News Releases

News Releases

First Mining Announces Management Change

VANCOUVER, BC / ACCESWIRE / October 16, 2018 / First Mining Gold Corp. ("First Mining" or the "Company") (OTCQX: FFMGF; TSX: FF; FSE: FMG) announces the departure of Jeff Swinoga as President and Chief Executive Officer ("CEO") of the Company, effective immediately.

Keith Neumeyer, Chairman of the Company's board of directors (the "Board"), stated "The Board would like to express its appreciation for Jeff's services to the Company and wishes him well in his future endeavours."

David Shaw, a member of the Board, has been appointed as interim CEO whilst the Board commences a formal search to identify a permanent CEO for the Company.

ABOUT FIRST MINING GOLD CORP.

First Mining Gold Corp. is an emerging development company with a diversified portfolio of gold projects in North America.

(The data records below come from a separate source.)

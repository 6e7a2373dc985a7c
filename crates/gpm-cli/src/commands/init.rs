//! Init command implementation

use std::path::Path;

use colored::Colorize;

use crate::error::Result;

/// Run the init command
///
/// Creates `.gpm/` with a default config naming `adapter` and a
/// `.gitignore` for local state. Safe to run twice.
pub fn run_init(path: &Path, adapter: &str) -> Result<()> {
    println!(
        "{} Initializing {} with the {} adapter...",
        "=>".blue().bold(),
        path.display(),
        adapter.cyan()
    );

    let report = gpm_core::initialize(path, adapter)?;
    for created in &report.created {
        println!("   {} {}", "+".green(), created.display());
    }

    if report.already_initialized && report.created.is_empty() {
        println!("{} Already initialized. Nothing to do.", "OK".green().bold());
    } else {
        println!("{} Initialized!", "OK".green().bold());
        println!();
        println!("Run {} to encrypt the tree.", "gpm encrypt".cyan());
    }
    Ok(())
}
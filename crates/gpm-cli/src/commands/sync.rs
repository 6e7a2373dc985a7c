//! Encrypt and decrypt command implementations

use colored::Colorize;

use gpm_core::{CancelToken, Direction, SyncOptions, SyncReport};

use crate::context::Context;
use crate::error::{CliError, Result};

/// Run an encrypt or decrypt pass over the tree.
///
/// Exits through [`CliError::PathsFailed`] when any path failed, after
/// printing what did succeed.
pub fn run_sync(context: &Context, direction: Direction, dry_run: bool, cancel: CancelToken) -> Result<()> {
    let verb = match direction {
        Direction::Encrypt => "Encrypting",
        Direction::Decrypt => "Decrypting",
    };
    println!("{} {} {}...", "=>".blue().bold(), verb, context.root.display());

    let recipient = context.recipient(direction == Direction::Encrypt)?;
    let engine = context.engine(recipient, cancel)?;
    let report = engine.sync_with_options(
        direction,
        SyncOptions {
            dry_run,
            ..Default::default()
        },
    )?;

    print_report(&report);

    if report.cancelled {
        return Err(CliError::Interrupted {
            pending: report.pending,
        });
    }
    if report.summary.failed > 0 {
        return Err(CliError::PathsFailed {
            failed: report.summary.failed,
        });
    }
    Ok(())
}

fn print_report(report: &SyncReport) {
    if report.actions.is_empty() && report.failures.is_empty() {
        println!("{} Already in sync. No changes needed.", "OK".green().bold());
    } else {
        for action in &report.actions {
            println!("   {} {}", "+".green(), action);
        }
        for failure in &report.failures {
            println!("   {} {}", "!".red(), failure);
        }
    }

    if let Some(gc) = &report.gc
        && !gc.removed.is_empty()
    {
        println!("   {} removed {} orphan blob(s)", "-".yellow(), gc.removed.len());
    }

    let summary = &report.summary;
    let failed = if summary.failed > 0 {
        summary.failed.to_string().red().bold()
    } else {
        summary.failed.to_string().normal()
    };
    println!(
        "{}: {} processed, {} skipped, {} failed{}",
        "Summary".bold(),
        summary.processed,
        summary.skipped,
        failed,
        if report.reused > 0 {
            format!(" ({} reused)", report.reused)
        } else {
            String::new()
        }
    );
}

Having assembled a large resource base of 7 million ounces of gold in the Measured and Indicated categories and 5 million ounces of gold in the Inferred category in mining friendly jurisdictions of eastern Canada, First Mining is now focused on advancing its assets towards production. The Company currently holds a portfolio of 24 mineral assets in Canada, Mexico and the United States.

For further information, please contact Andy Marshall, Chief Financial Officer, at 604-639-8851, or visit our website at www.firstmininggold.com.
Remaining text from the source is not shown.